## Exercise description
Give back every entry below, exactly as written.

#### Material provided

mod config;
mod error;
mod executor;

use std::io::{self, BufRead, Write};
use std::path::{Path, PathBuf};
use std::sync::Arc;

use clap::{Args, Parser, Subcommand};
use mcp::ToolRegistry;
use runtime::{Assistant, AssistantConfig, OllamaBackend, Reply};
use tracing_subscriber::{EnvFilter, fmt, prelude::*};

use config::{CONFIG_FILE, Config};
use error::{Error, Result};
use executor::Tools;

#[derive(Parser)]
#[command(name = "macpilot")]
#[command(about = "Control Mac applications with natural language", long_about = None)]
#[command(version)]
struct Cli {
    /// Config file (defaults to ./macpilot.toml when present)
    #[arg(short, long, global = true)]
    config: Option<PathBuf>,

    #[command(flatten)]
    server: ServerArgs,

    #[command(subcommand)]
    command: Option<Commands>,
}

#[derive(Args)]
struct ServerArgs {
    /// Send tool calls to this tool server command instead of running them in-process
    #[arg(long, global = true)]
    server: Option<String>,

    /// Argument passed to the --server command (repeatable)
    #[arg(long = "server-arg", global = true, allow_hyphen_values = true)]
    server_args: Vec<String>,
}

#[derive(Subcommand)]
enum Commands {
    /// Serve tools over JSON-RPC on stdin/stdout
    Serve,
    /// Handle a single request
    Ask {
        /// Request text (read from stdin when omitted)
        text: Vec<String>,
    },
    /// Start an interactive session
    Chat,
    /// List the available tools
    Tools,
}

#[tokio::main]
async fn main() {
    if let Err(e) = run().await {
        eprintln!("Error: {e}");
        std::process::exit(1);
    }
}

async fn run() -> Result<()> {
    let cli = Cli::parse();

    let default_level = match cli.command {
        Some(Commands::Serve) => "info",
        _ => "warn",
    };
    init_logging(default_level);

    let config = load_config(cli.config.as_deref())?;
    let registry = Arc::new(host::catalog::registry()?);

    match cli.command {
        Some(Commands::Serve) => cmd_serve(registry, &config).await,
        Some(Commands::Tools) => cmd_tools(&registry),
        Some(Commands::Ask { text }) => cmd_ask(registry, &config, &cli.server, text).await,
        Some(Commands::Chat) | None => cmd_chat(registry, &config, &cli.server).await,
    }
}

/// Logs always go to stderr; stdout carries protocol traffic under `serve`.
fn init_logging(default_level: &str) {
    let filter =
        EnvFilter::try_from_default_env().unwrap_or_else(|_| EnvFilter::new(default_level));
    tracing_subscriber::registry()
        .with(fmt::layer().with_writer(io::stderr).with_target(false))
        .with(filter)
        .init();
}

fn load_config(path: Option<&Path>) -> Result<Config> {
    let config = match path {
        Some(path) => Config::load(path)?,
        None if Path::new(CONFIG_FILE).exists() => Config::load(CONFIG_FILE)?,
        None => Config::default(),
    };
    let config = config.apply_env(|key| std::env::var(key).ok());
    config.validate()?;
    Ok(config)
}

async fn cmd_serve(registry: Arc<ToolRegistry>, config: &Config) -> Result<()> {
    let dispatcher = executor::dispatcher(registry, config);
    let stdin = tokio::io::BufReader::new(tokio::io::stdin());
    dispatcher.serve(stdin, tokio::io::stdout()).await?;
    Ok(())
}

fn cmd_tools(registry: &ToolRegistry) -> Result<()> {
    for tool in registry.list() {
        println!("{}", tool.name);
        println!("    {}", tool.description);
        for param in &tool.parameters {
            let required = if param.required { ", required" } else { "" };
            println!(
                "    - {} ({}{required}): {}",
                param.name, param.param_type, param.description
            );
        }
    }
    Ok(())
}

async fn assistant(
    registry: Arc<ToolRegistry>,
    config: &Config,
    server: &ServerArgs,
) -> Result<Assistant<OllamaBackend, Tools>> {
    let tools = match &server.server {
        Some(command) => Tools::remote(command, &server.server_args, config).await?,
        None => Tools::local(Arc::clone(&registry), config),
    };

    let backend = OllamaBackend::builder(&config.backend.model)
        .url(&config.backend.url)
        .temperature(config.backend.temperature)
        .max_tokens(config.backend.max_tokens)
        .timeout(config.backend_timeout())
        .build();

    Ok(Assistant::with_config(
        backend,
        tools,
        registry,
        AssistantConfig {
            completion_timeout: config.backend_timeout(),
            ..AssistantConfig::default()
        },
    ))
}

async fn cmd_ask(
    registry: Arc<ToolRegistry>,
    config: &Config,
    server: &ServerArgs,
    text: Vec<String>,
) -> Result<()> {
    let request = if text.is_empty() {
        let mut line = String::new();
        io::stdin().lock().read_line(&mut line)?;
        line.trim().to_string()
    } else {
        text.join(" ")
    };
    if request.is_empty() {
        return Err(Error::EmptyRequest);
    }

    let assistant = assistant(registry, config, server).await?;
    let reply = assistant.ask(&request).await;
    print_reply(&reply);
    Ok(())
}

async fn cmd_chat(registry: Arc<ToolRegistry>, config: &Config, server: &ServerArgs) -> Result<()> {
    println!("macpilot v{}", env!("CARGO_PKG_VERSION"));
    let assistant = assistant(registry, config, server).await?;
    println!("Model: {} at {}", config.backend.model, config.backend.url);
    println!("Type 'quit' or Ctrl+D to exit.\n");

    let stdin = io::stdin();
    let mut stdout = io::stdout();

    loop {
        print!("> ");
        stdout.flush()?;

        let mut line = String::new();
        if stdin.lock().read_line(&mut line)? == 0 {
            // EOF
            break;
        }

        let input = line.trim();
        if input.is_empty() {
            continue;
        }
        if input == "quit" || input == "exit" {
            break;
        }

        let reply = assistant.ask(input).await;
        print_reply(&reply);
        println!();
    }

    println!("\nBye.");
    Ok(())
}

fn print_reply(reply: &Reply) {
    if let Some(call) = &reply.call {
        eprintln!("[{}] {}", call.name, call.arguments.to_json());
    }
    if reply.is_error {
        eprintln!("{}", reply.text);
    } else {
        println!("{}", reply.text);
    }
}
//! MCP error types.

use crate::protocol::JsonRpcError;
use thiserror::Error;

#[derive(Debug, Error)]
pub enum Error {
    #[error("I/O error: {0}")]
    Io(#[from] std::io::Error),

    #[error("failed to spawn server `{command}`: {source}")]
    Spawn {
        command: String,
        source: std::io::Error,
    },

    #[error("server not initialized")]
    NotInitialized,

    #[error("server exited unexpectedly")]
    ServerExited,

    #[error("timeout waiting for response")]
    Timeout,

    #[error("failed to serialize message: {0}")]
    Serialize(#[from] serde_json::Error),

    #[error("invalid response: {0}")]
    InvalidResponse(String),

    #[error("JSON-RPC error: {0}")]
    JsonRpc(#[from] JsonRpcError),

    #[error("duplicate tool name in registry: {0}")]
    DuplicateTool(String),

    #[error("{0}")]
    Internal(String),

    #[error("output too large: {size} bytes (max {max})")]
    OutputTooLarge { size: usize, max: usize },
}

pub type Result<T> = std::result::Result<T, Error>;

########

## Written reply
mod config;
mod error;
mod executor;

use std::io::{self, BufRead, Write};
use std::path::{Path, PathBuf};
use std::sync::Arc;

use clap::{Args, Parser, Subcommand};
use mcp::ToolRegistry;
use runtime::{Assistant, AssistantConfig, OllamaBackend, Reply};
use tracing_subscriber::{EnvFilter, fmt, prelude::*};

use config::{CONFIG_FILE, Config};
use error::{Error, Result};
use executor::Tools;

#[derive(Parser)]
#[command(name = "macpilot")]
#[command(about = "Control Mac applications with natural language", long_about = None)]
#[command(version)]
struct Cli {
    /// Config file (defaults to ./macpilot.toml when present)
    #[arg(short, long, global = true)]
    config: Option<PathBuf>,

    #[command(flatten)]
    server: ServerArgs,

    #[command(subcommand)]
    command: Option<Commands>,
}

#[derive(Args)]
struct ServerArgs {
    /// Send tool calls to this tool server command instead of running them in-process
    #[arg(long, global = true)]
    server: Option<String>,

    /// Argument passed to the --server command (repeatable)
    #[arg(long = "server-arg", global = true, allow_hyphen_values = true)]
    server_args: Vec<String>,
}

#[derive(Subcommand)]
enum Commands {
    /// Serve tools over JSON-RPC on stdin/stdout
    Serve,
    /// Handle a single request
    Ask {
        /// Request text (read from stdin when omitted)
        text: Vec<String>,
    },
    /// Start an interactive session
    Chat,
    /// List the available tools
    Tools,
}

#[tokio::main]
async fn main() {
    if let Err(e) = run().await {
        eprintln!("Error: {e}");
        std::process::exit(1);
    }
}

async fn run() -> Result<()> {
    let cli = Cli::parse();

    let default_level = match cli.command {
        Some(Commands::Serve) => "info",
        _ => "warn",
    };
    init_logging(default_level);

    let config = load_config(cli.config.as_deref())?;
    let registry = Arc::new(host::catalog::registry()?);

    match cli.command {
        Some(Commands::Serve) => cmd_serve(registry, &config).await,
        Some(Commands::Tools) => cmd_tools(&registry),
        Some(Commands::Ask { text }) => cmd_ask(registry, &config, &cli.server, text).await,
        Some(Commands::Chat) | None => cmd_chat(registry, &config, &cli.server).await,
    }
}

/// Logs always go to stderr; stdout carries protocol traffic under `serve`.
fn init_logging(default_level: &str) {
    let filter =
        EnvFilter::try_from_default_env().unwrap_or_else(|_| EnvFilter::new(default_level));
    tracing_subscriber::registry()
        .with(fmt::layer().with_writer(io::stderr).with_target(false))
        .with(filter)
        .init();
}

fn load_config(path: Option<&Path>) -> Result<Config> {
    let config = match path {
        Some(path) => Config::load(path)?,
        None if Path::new(CONFIG_FILE).exists() => Config::load(CONFIG_FILE)?,
        None => Config::default(),
    };
    let config = config.apply_env(|key| std::env::var(key).ok());
    config.validate()?;
    Ok(config)
}

async fn cmd_serve(registry: Arc<ToolRegistry>, config: &Config) -> Result<()> {
    let dispatcher = executor::dispatcher(registry, config);
    let stdin = tokio::io::BufReader::new(tokio::io::stdin());
    dispatcher.serve(stdin, tokio::io::stdout()).await?;
    Ok(())
}

fn cmd_tools(registry: &ToolRegistry) -> Result<()> {
    for tool in registry.list() {
        println!("{}", tool.name);
        println!("    {}", tool.description);
        for param in &tool.parameters {
            let required = if param.required { ", required" } else { "" };
            println!(
                "    - {} ({}{required}): {}",
                param.name, param.param_type, param.description
            );
        }
    }
    Ok(())
}

async fn assistant(
    registry: Arc<ToolRegistry>,
    config: &Config,
    server: &ServerArgs,
) -> Result<Assistant<OllamaBackend, Tools>> {
    let tools = match &server.server {
        Some(command) => Tools::remote(command, &server.server_args, config).await?,
        None => Tools::local(Arc::clone(&registry), config),
    };

    let backend = OllamaBackend::builder(&config.backend.model)
        .url(&config.backend.url)
        .temperature(config.backend.temperature)
        .max_tokens(config.backend.max_tokens)
        .timeout(config.backend_timeout())
        .build();

    Ok(Assistant::with_config(
        backend,
        tools,
        registry,
        AssistantConfig {
            completion_timeout: config.backend_timeout(),
            ..AssistantConfig::default()
        },
    ))
}

async fn cmd_ask(
    registry: Arc<ToolRegistry>,
    config: &Config,
    server: &ServerArgs,
    text: Vec<String>,
) -> Result<()> {
    let request = if text.is_empty() {
        let mut line = String::new();
        io::stdin().lock().read_line(&mut line)?;
        line.trim().to_string()
    } else {
        text.join(" ")
    };
    if request.is_empty() {
        return Err(Error::EmptyRequest);
    }

    let assistant = assistant(registry, config, server).await?;
    let reply = assistant.ask(&request).await;
    print_reply(&reply);
    Ok(())
}

async fn cmd_chat(registry: Arc<ToolRegistry>, config: &Config, server: &ServerArgs) -> Result<()> {
    println!("macpilot v{}", env!("CARGO_PKG_VERSION"));
    let assistant = assistant(registry, config, server).await?;
    println!("Model: {} at {}", config.backend.model, config.backend.url);
    println!("Type 'quit' or Ctrl+D to exit.\n");

    let stdin = io::stdin();
    let mut stdout = io::stdout();

    loop {
        print!("> ");
        stdout.flush()?;

        let mut line = String::new();
        if stdin.lock().read_line(&mut line)? == 0 {
            // EOF
            break;
        }

        let input = line.trim();
        if input.is_empty() {
            continue;
        }
        if input == "quit" || input == "exit" {
            break;
        }

        let reply = assistant.ask(input).await;
        print_reply(&reply);
        println!();
    }

    println!("\nBye.");
    Ok(())
}

fn print_reply(reply: &Reply) {
    if let Some(call) = &reply.call {
        eprintln!("[{}] {}", call.name, call.arguments.to_json());
    }
    if reply.is_error {
        eprintln!("{}", reply.text);
    } else {
        println!("{}", reply.text);
    }
}
//! MCP error types.

use crate::protocol::JsonRpcError;
use thiserror::Error;

#[derive(Debug, Error)]
pub enum Error {
    #[error("I/O error: {0}")]
    Io(#[from] std::io::Error),

    #[error("failed to spawn server `{command}`: {source}")]
    Spawn {
        command: String,
        source: std::io::Error,
    },

    #[error("server not initialized")]
    NotInitialized,

    #[error("server exited unexpectedly")]
    ServerExited,

    #[error("timeout waiting for response")]
    Timeout,

    #[error("failed to serialize message: {0}")]
    Serialize(#[from] serde_json::Error),

    #[error("invalid response: {0}")]
    InvalidResponse(String),

    #[error("JSON-RPC error: {0}")]
    JsonRpc(#[from] JsonRpcError),

    #[error("duplicate tool name in registry: {0}")]
    DuplicateTool(String),

    #[error("{0}")]
    Internal(String),

    #[error("output too large: {size} bytes (max {max})")]
    OutputTooLarge { size: usize, max: usize },
}

pub type Result<T> = std::result::Result<T, Error>;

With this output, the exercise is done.